La conscience que l'être étranger serait constamment habité par l'être brésilien a influencé la vision de l'artiste, impactant ses choix et la curation, comme suit :
PAYSAGE/VILLE : L'idée de l'approche de l'artiste avec le territoire étranger, visant à construire une poésie pour les fins de la résidence, a été formulée autour de l'idée de constituer un espace afin qu'il devienne un lieu. Pour cela, il faut redéfinir l'espace de manière à ce qu'il acquière de la présence, du corps et du vide, pour celui qui le voit, qu'il devienne plein de sens. À cet effet, Nóbrega propose deux axes de recherche qui orientent son travail poétique et qui ont été intégrés au concept de la curation et au plan scénographique, nommés comme Voir-paysage et Être-ville. Dans le premier cas, l'artiste se place encore à distance, dans une situation de reconnaissance de l'espace, agissant en tant qu'observateur, tandis que, dans le second cas, l'artiste commence à se rapprocher de manière plus active, s'imprégnant du quotidien de la ville. Ces deux contextes sont des foyers fertiles pour la connaissance de soi.
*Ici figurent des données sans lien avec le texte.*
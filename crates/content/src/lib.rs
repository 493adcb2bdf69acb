use std::{env, error, fmt, sync::Arc};

use async_trait::async_trait;
use model::person::Person;

pub mod embedded;
pub mod ingest;
pub mod sanity;

pub use embedded::EmbeddedRoster;
pub use ingest::{ingest, ingest_all, RawGrave};
pub use sanity::{SanityClient, SanityConfig};

#[derive(Debug, Clone)]
pub enum ContentError {
    RequestError(Arc<reqwest::Error>),
    JsonError(Arc<serde_json::Error>),
    InvalidResponse {
        status_code: reqwest::StatusCode,
        url: String,
        response: Option<String>,
    },
}

impl error::Error for ContentError {}

impl fmt::Display for ContentError {
    fn fmt(&self, f: &mut fmt::Formatter) -> fmt::Result {
        match self {
            ContentError::RequestError(e) => write!(f, "HTTP request error: {}", e),
            ContentError::JsonError(e) => write!(f, "JSON parse error: {}", e),
            ContentError::InvalidResponse {
                status_code,
                url,
                response,
            } => match response {
                Some(text) => {
                    write!(f, "Invalid Response ({}) {}: {}", status_code, text, url)
                }
                None => write!(f, "Invalid Response ({}) {}", status_code, url),
            },
        }
    }
}

impl From<reqwest::Error> for ContentError {
    fn from(e: reqwest::Error) -> Self {
        ContentError::RequestError(Arc::new(e))
    }
}

impl From<serde_json::Error> for ContentError {
    fn from(e: serde_json::Error) -> Self {
        ContentError::JsonError(Arc::new(e))
    }
}

/// Somewhere the roster can be read from.
#[async_trait]
pub trait RosterSource: Send + Sync {
    /// Short human readable description used in logs.
    fn describe(&self) -> String;

    async fn fetch_roster(&self) -> Result<Vec<Person>, ContentError>;
}

/// Picks the content store from the environment: Sanity when a project and
/// dataset are configured, the embedded roster otherwise.
pub fn source_from_env() -> Box<dyn RosterSource> {
    match SanityConfig::from_env() {
        Some(config) => Box::new(SanityClient::new(config)),
        None => {
            log::info!("No Sanity project configured, using the embedded roster.");
            Box::new(EmbeddedRoster)
        }
    }
}

/// Reads the first of `names` that is set to a non-blank value.
pub(crate) fn env_var(names: &[&str]) -> Option<String> {
    names
        .iter()
        .filter_map(|name| env::var(name).ok())
        .map(|value| value.trim().to_owned())
        .find(|value| !value.is_empty())
}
INNOVATION/MAINTIEN : La perception de l'état d'être étranger s'est également fait par la constatation des différences entre la culture brésilienne et la culture chinoise, différences qui sont très présentes dans les inventions des artistes et dans leurs moyens de production. Nóbrega a défini cela comme étant entre le désir d'innovation, typique de la société occidentale, et la recherche du maintien de la tradition, caractéristiques de la culture orientale.
SYMBOLES : Le symbole est une forme de présentation visuellement synthétique et de perception rapide, mais essentiellement complexe, car il porte une série d'attributs qui ne se révèlent qu'après une compréhension de ses aspects constitutifs. Dans le cas de la Chine, en particulier, déchiffrer ces aspects nécessite une grande observation, ce que Nóbrega a fait tout au long du processus. La symbolique issue de la couleur apporte également une autre couche significative pour que l'artiste établisse des ponts entre l'être étranger et l'être chinois : le vert et le jaune laissent progressivement place à la couleur rouge, qui prend des significations distinctes de celles qui composent la mémoire sociale et affective de l'artiste, à mesure qu'il apprend à mieux comprendre le statut du rouge dans cette société.
La curation propose d'intégrer tous ces axes en construisant des espaces qui seront distincts les uns des autres, balisés par la notion de l'étrangeté et de la reconnaissance de Christus Nóbrega sur un territoire étranger.
L'expérience de l'artiste en résidence en Chine est un événement extraordinaire car, en plus de l'originalité de l'action elle-même, comme cela a été indiqué dans la présentation du projet, elle soulève deux autres questions qui suscitent l'intérêt : le travail de l'artiste en résidence - un phénomène qui est apparu mondialement dans les années 1990 et qui a pris un formidable élan dans le domaine artistique, en tant que forme de travail qui stimule le déplacement et les échanges en réseau - et la possibilité d'étudier la culture et l'art chinois, dont les méandres et les complexités sont encore inconnus du public brésilien, qui n'a accès qu'à certaines facettes apportées par la communauté chinoise installée au Brésil, permettant seulement l'accès à une petite portion de ce qui se réalise, se pense et se produit dans le pays le plus peuplé du monde.